- Location of Holzdorf
- Holzdorf Holzdorf
- Coordinates: 51°46′46″N 13°06′40″E﻿ / ﻿51.77944°N 13.11111°E
- Country: Germany
- State: Saxony-Anhalt
- District: Wittenberg
- Town: Jessen (Elster)
- Elevation: 77 m (253 ft)

Population (2021)
- • Total: 1,155
- Time zone: UTC+01:00 (CET)
- • Summer (DST): UTC+02:00 (CEST)
- Postal codes: 06926
- Dialling codes: 035389
- Vehicle registration: WB

= Holzdorf (Jessen) =

Holzdorf is a village in the municipality of Jessen (Elster) in the district of Wittenberg in the German state of Saxony-Anhalt. It has 1,155 inhabitants (2021). Previously a separate municipality in the district of Kremitz, it became part of the amalgamated municipality of Jessen on 1 March 2004.
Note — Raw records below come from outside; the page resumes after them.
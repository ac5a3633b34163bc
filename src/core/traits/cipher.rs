use age::secrecy::SecretString;

use crate::core::errors::Result;

/// Port for the passphrase cipher protecting side artifacts.
///
/// Implementations live in `adapters::cipher`. The core layer only
/// depends on this trait, never on a concrete cipher.
pub trait ArtifactCipher: Send + Sync {
    /// Encrypt plaintext with a key derived from `passphrase`.
    fn encrypt(&self, plaintext: &[u8], passphrase: &SecretString) -> Result<Vec<u8>>;

    /// Decrypt ciphertext produced by `encrypt` with the same passphrase.
    /// loft only writes artifacts; reading them back is for verification.
    #[cfg(test)]
    fn decrypt(&self, ciphertext: &[u8], passphrase: &SecretString) -> Result<Vec<u8>>;

    /// File extension appended to encrypted artifacts (e.g. "age").
    fn extension(&self) -> &str;
}
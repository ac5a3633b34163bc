pub mod backup_service;
pub mod mirror;
pub mod mount_manager;
pub mod remote_resolver;
pub mod sync_service;
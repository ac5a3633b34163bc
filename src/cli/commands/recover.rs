use std::path::Path;

use crate::cli::commands::single_repository;
use crate::cli::context::AppContext;
use crate::core::errors::Result;
use crate::core::models::outcome::Outcome;

/// Execute the `loft recover` command.
///
/// Rebuilds the storage of one repository at `destination` from a remote
/// it was synced to. Point the repository's `path` at `destination` to
/// restore from it.
pub fn execute(ctx: &AppContext, remote: &str, destination: &Path) -> Result<bool> {
    let repo = single_repository(ctx)?;
    ctx.reporter
        .header(&format!("{} ({})", repo.name, repo.backend_kind));

    let source = ctx.resolver(&repo).resolve(remote);
    let outcome = if source.is_known() {
        ctx.sync().recover(&repo, &source, destination)?
    } else {
        Outcome::failed(format!(
            "remote '{remote}' is not known: not a path, a mounted disk label or a {} alias",
            ctx.transfer_name()
        ))
    };
    ctx.reporter.outcome(
        &format!("Recovered {} from {remote} into {}", repo.name, destination.display()),
        &outcome,
    );
    Ok(outcome.success)
}
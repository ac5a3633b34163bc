pub mod archiver_backend;
pub mod bup_backend;
pub mod duplicity_backend;

use std::path::{Path, PathBuf};

use crate::adapters::process::command_runner::{CommandRunner, CommandSpec};
use crate::core::models::repository::BackendKind;
use crate::core::traits::backend::BackupBackend;

use archiver_backend::{ArchiverBackend, ATTIC, BORG};
use bup_backend::BupBackend;
use duplicity_backend::DuplicityBackend;

/// Build the adapter for a backend kind. Called once per repository.
pub fn build(kind: BackendKind, runner: CommandRunner) -> Box<dyn BackupBackend> {
    match kind {
        BackendKind::Bup => Box::new(BupBackend::new(runner)),
        BackendKind::Borg => Box::new(ArchiverBackend::new(&BORG, runner)),
        BackendKind::Attic => Box::new(ArchiverBackend::new(&ATTIC, runner)),
        BackendKind::Duplicity => Box::new(DuplicityBackend::new(runner)),
    }
}

/// Absolute form of `path`, without touching the filesystem.
pub(crate) fn absolute(path: &Path) -> PathBuf {
    std::path::absolute(path).unwrap_or_else(|_| path.to_path_buf())
}

/// Command detaching a FUSE mount point.
pub(crate) fn fuse_unmount(mount_point: &Path) -> CommandSpec<'static> {
    if cfg!(target_os = "linux") {
        CommandSpec::new("fusermount").arg("-u").arg(mount_point)
    } else {
        CommandSpec::new("umount").arg(mount_point)
    }
}
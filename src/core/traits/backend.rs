use std::path::Path;

use age::secrecy::SecretString;

use crate::core::models::outcome::Outcome;
use crate::core::models::snapshot::Snapshot;
use crate::core::models::source::Source;

/// A repository's storage as a backend sees it: where it lives and the
/// secret that unlocks it.
pub struct Store<'a> {
    pub path: &'a Path,
    pub passphrase: &'a SecretString,
}

/// Port for backup engines.
///
/// Implementations live in `adapters::backends` (e.g. BupBackend,
/// ArchiverBackend). Each method maps one common operation onto the
/// engine's own CLI. Methods never return errors: any failure comes back
/// as an unsuccessful `Outcome` carrying the captured process output.
pub trait BackupBackend: Send + Sync {
    /// Human-readable name of this backend (e.g. "bup", "borg").
    fn name(&self) -> &str;

    /// Filesystem tag identifying this backend's mounts in the mount table.
    fn mount_tag(&self) -> &str;

    /// Create an empty repository at `store.path`.
    fn init(&self, store: &Store<'_>) -> Outcome;

    /// Back up every source, honouring each source's exclusion policy.
    fn save(&self, store: &Store<'_>, sources: &[Source]) -> Outcome;

    /// Verify the repository and repair what the engine can repair.
    fn check_and_repair(&self, store: &Store<'_>) -> Outcome;

    /// Expose `<target>/<source>/latest` for every source.
    fn mount(&self, store: &Store<'_>, sources: &[Source], target: &Path) -> Outcome;

    /// Detach a single mount point created by `mount`.
    fn unmount(&self, mount_point: &Path) -> Outcome;

    /// Restore the latest state of every source into `destination/<source>`,
    /// reading from a repository located at `location` rather than the
    /// repository's own path.
    fn recover(&self, location: &Store<'_>, sources: &[Source], destination: &Path) -> Outcome;

    /// Restore the latest state of every source into `destination/<source>`.
    fn restore(&self, store: &Store<'_>, sources: &[Source], destination: &Path) -> Outcome {
        self.recover(store, sources, destination)
    }

    /// Snapshots available per source, oldest first.
    fn list(&self, store: &Store<'_>, sources: &[Source]) -> (Outcome, Vec<Snapshot>);
}
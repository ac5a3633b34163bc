use crate::cli::commands::for_each_repository;
use crate::cli::context::AppContext;
use crate::core::errors::Result;

/// Execute the `loft save` command.
///
/// Backs up every source of each selected repository. The number of
/// files that survived the exclusion policy is part of the report.
pub fn execute(ctx: &AppContext) -> Result<bool> {
    for_each_repository(ctx, "Backup saved", |repo| ctx.backup().save(repo))
}
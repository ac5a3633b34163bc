pub mod age_artifact_cipher;
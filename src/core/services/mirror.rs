use std::fs::{self, File};
use std::path::{Path, PathBuf};

use walkdir::WalkDir;

use crate::core::errors::{LoftError, Result};

/// What a mirror pass did.
#[derive(Debug, Clone, Default, PartialEq, Eq)]
pub struct MirrorStats {
    pub copied: u64,
    pub unchanged: u64,
    pub bytes: u64,
    /// Every file now mirrored, relative to the mirror root, with its size.
    pub listing: Vec<(PathBuf, u64)>,
    /// Symlinks, sockets and other entries that are not regular files.
    pub skipped: Vec<PathBuf>,
}

/// Copy the tree under `source` into `destination`.
///
/// A file is copied when it is missing on the destination or differs in
/// size or modification time; copies keep the source's modification
/// time so the next pass skips them. Nothing on the destination is ever
/// deleted. Root-level entries named in `skip_root` are ignored.
pub fn mirror(source: &Path, destination: &Path, skip_root: &[&str]) -> Result<MirrorStats> {
    if !source.is_dir() {
        return Err(LoftError::Io(std::io::Error::new(
            std::io::ErrorKind::NotFound,
            format!("{} is not a directory", source.display()),
        )));
    }
    fs::create_dir_all(destination)?;

    let mut stats = MirrorStats::default();
    let walker = WalkDir::new(source).min_depth(1).sort_by_file_name().into_iter();
    let walker = walker.filter_entry(|entry| {
        entry.depth() != 1 || !skip_root.iter().any(|name| entry.file_name() == *name)
    });

    for entry in walker {
        let entry = entry.map_err(|e| LoftError::Io(e.into()))?;
        let relative = entry
            .path()
            .strip_prefix(source)
            .map_err(|e| LoftError::Io(std::io::Error::other(e)))?
            .to_path_buf();
        let target = destination.join(&relative);

        if entry.file_type().is_dir() {
            fs::create_dir_all(&target)?;
            continue;
        }
        if !entry.file_type().is_file() {
            stats.skipped.push(relative);
            continue;
        }

        let meta = entry.metadata().map_err(|e| LoftError::Io(e.into()))?;
        let size = meta.len();
        if is_current(&target, size, &meta)? {
            stats.unchanged += 1;
        } else {
            copy_file(entry.path(), &target, &meta)?;
            stats.copied += 1;
            stats.bytes += size;
        }
        stats.listing.push((relative, size));
    }

    Ok(stats)
}

/// Files under `root` with their sizes, relative to `root` and sorted,
/// skipping root-level entries named in `skip_root`.
pub fn listing(root: &Path, skip_root: &[&str]) -> Result<Vec<(PathBuf, u64)>> {
    let mut files = Vec::new();
    let walker = WalkDir::new(root).min_depth(1).sort_by_file_name().into_iter();
    for entry in walker.filter_entry(|e| e.depth() != 1 || !skip_root.iter().any(|n| e.file_name() == *n)) {
        let entry = entry.map_err(|e| LoftError::Io(e.into()))?;
        if !entry.file_type().is_file() {
            continue;
        }
        let size = entry.metadata().map_err(|e| LoftError::Io(e.into()))?.len();
        if let Ok(relative) = entry.path().strip_prefix(root) {
            files.push((relative.to_path_buf(), size));
        }
    }
    Ok(files)
}

fn is_current(target: &Path, size: u64, source_meta: &fs::Metadata) -> Result<bool> {
    let Ok(existing) = fs::metadata(target) else {
        return Ok(false);
    };
    if !existing.is_file() || existing.len() != size {
        return Ok(false);
    }
    Ok(existing.modified()? == source_meta.modified()?)
}

fn copy_file(from: &Path, to: &Path, meta: &fs::Metadata) -> Result<()> {
    if let Some(parent) = to.parent() {
        fs::create_dir_all(parent)?;
    }
    fs::copy(from, to)?;
    File::options().write(true).open(to)?.set_modified(meta.modified()?)?;
    Ok(())
}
Holzdorf, with various shops and doctors' offices, is a regional center for the surrounding villages. In addition to farming, the nearby Schönewalde/Holzdorf Air Base with about 400 staff, is the main source of income of the residents. The air base itself is within the city Schönewalde in Brandenburg.

==History==
From 1815 to 1944, Holzdorf was part of the Prussian Province of Saxony and from 1944 to 1945 of the Province of Halle-Merseburg.

After World War II, Holzdorf was incorporated into the Province (since 1947, State) of Saxony-Anhalt from 1945 to 1952 and the Bezirk Cottbus of East Germany from 1952 to 1990. Since 1990, Holzdorf has been part of Saxony-Anhalt, since 2004 as a part of Jessen.